Xanthopsia is a visual disturbance in which objects appear yellow‑tinted. When it occurs in the setting of jaundice, the yellow hue is not an illusion created by the brain but a direct result of elevated bilirubin levels affecting the retina and optic pathways. Jaundice—characterized by yellowing of the skin and sclerae—signals that the liver is unable to process bilirubin efficiently. In severe hyperbilirubinemia, bilirubin can cross the blood‑retina barrier, altering the way photoreceptors respond to light and producing a pervasive yellow tint in the visual field.

Although relatively uncommon, xanthopsia can be an early clue that a patient’s bilirubin is rising to a level that may threaten the nervous system (bilirubin‑induced neurologic dysfunction), especially in infants (kernicterus) and in adults with acute liver failure. Recognizing this symptom early can prompt urgent evaluation and treatment, potentially preventing permanent visual or neurologic damage.

Common Causes

Below are the most frequent conditions that lead to jaundice‑related xanthopsia. Many of these disorders elevate bilirubin either by over‑production, impaired conjugation, or blocked excretion.

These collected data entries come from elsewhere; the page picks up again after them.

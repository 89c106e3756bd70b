//! Incremental FT3 frame decoder
//!
//! Accumulates raw bytes from the transport and yields parsed frames.
//! Garbage between frames and frames with bad CRCs are skipped by
//! resynchronizing on the next start-byte pair.

use crate::frame::{self, LinkHeaderFields, HEADER_SIZE, MIN_LENGTH_FIELD, SYNC};
use bytes::{Buf, BytesMut};
use log::warn;

/// Stream decoder for FT3 frames
#[derive(Debug, Default)]
pub struct FrameDecoder {
    discarded: u64,
}

impl FrameDecoder {
    /// Create a new decoder
    pub fn new() -> Self {
        Self::default()
    }

    /// Number of frames dropped due to framing or CRC errors
    pub fn discarded(&self) -> u64 {
        self.discarded
    }

    /// Extract the next complete frame from `buffer`, if any
    ///
    /// Consumed bytes are removed from the buffer; a `None` return means
    /// more bytes are needed.
    pub fn decode(&mut self, buffer: &mut BytesMut) -> Option<(LinkHeaderFields, Vec<u8>)> {
        loop {
            self.skip_to_sync(buffer);
            if buffer.len() < HEADER_SIZE {
                return None;
            }

            let length = buffer[2];
            if length < MIN_LENGTH_FIELD {
                warn!("Dropping frame with bad length field: {}", length);
                self.discarded += 1;
                buffer.advance(1);
                continue;
            }

            let data_len = (length - MIN_LENGTH_FIELD) as usize;
            let total = HEADER_SIZE + frame::user_data_wire_size(data_len);
            if buffer.len() < total {
                return None;
            }

            match frame::parse_frame(&buffer[..total]) {
                Ok(parsed) => {
                    buffer.advance(total);
                    return Some(parsed);
                }
                Err(e) => {
                    warn!("Dropping invalid frame: {}", e);
                    self.discarded += 1;
                    buffer.advance(1);
                }
            }
        }
    }

    fn skip_to_sync(&mut self, buffer: &mut BytesMut) {
        while !buffer.is_empty() {
            if buffer[0] != SYNC[0] {
                buffer.advance(1);
                continue;
            }
            if buffer.len() < 2 {
                return;
            }
            if buffer[1] != SYNC[1] {
                buffer.advance(1);
                continue;
            }
            return;
        }
    }
}
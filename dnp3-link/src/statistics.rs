//! Link session statistics

/// Counters for one link session
///
/// Updated by the session as frames move through it; queried via
/// [`crate::LinkLayer::statistics`].
#[derive(Debug, Clone, Copy, Default)]
pub struct LinkStatistics {
    /// Frames handed to the router for transmission
    pub frames_sent: u64,
    /// Validated frames accepted from the peer
    pub frames_received: u64,
    /// Frames dropped by header validation (role bit or address mismatch)
    pub bad_frames: u64,
    /// Primary frames retransmitted after a response timeout
    pub retransmissions: u64,
    /// Response timer expirations
    pub response_timeouts: u64,
}

impl LinkStatistics {
    /// Create new statistics with all counters at zero
    pub fn new() -> Self {
        Self::default()
    }

    /// Clear all counters
    pub fn clear(&mut self) {
        *self = Self::default();
    }
}
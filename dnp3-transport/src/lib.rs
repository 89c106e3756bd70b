//! Byte transports for the DNP3 link stack
//!
//! This crate provides the `ByteStream`/`Transport` traits and the TCP and
//! serial implementations used below the link layer.

pub mod serial;
pub mod stream;
pub mod tcp;

pub use serial::{SerialSettings, SerialTransport};
pub use stream::{ByteStream, Transport};
pub use tcp::{TcpSettings, TcpTransport};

• Acute viral hepatitis (A, B, C, D, E) – Inflammation impairs hepatic uptake and conjugation of bilirubin.
• Alcoholic hepatitis – Alcohol damages hepatocytes and interferes with bilirubin processing.
• Drug‑induced liver injury – Acetaminophen overdose, amoxicillin‑clavulanate, certain antiretrovirals, and methotrexate are common culprits.
• Gallstone obstruction (choledocholithiasis) – Blocks bile flow, leading to conjugated hyperbilirubinemia.
• Primary sclerosing cholangitis (PSC) & primary biliary cholangitis (PBC) – Chronic cholestatic diseases cause bile duct scarring.
• Hemolytic anemias – Sickle cell disease, hereditary spherocytosis, or autoimmune hemolysis produce excess unconjugated bilirubin.
• Genetic disorders of bilirubin metabolism – Gilbert’s syndrome (mild) and Crigler‑Najjar syndrome (severe) affect conjugation.
• Neonatal physiologic jaundice – Immature liver enzymes; xanthopsia is rare but possible in severe cases.
• Liver cancer or metastatic disease – Tumor infiltration disrupts normal hepatic function.
• Sepsis with cholestasis – Critical illness can cause “cholestasis of sepsis,” raising bilirubin.

Associated Symptoms

Patients with xanthopsia caused by jaundice often notice a cluster of other signs that reflect the underlying liver dysfunction.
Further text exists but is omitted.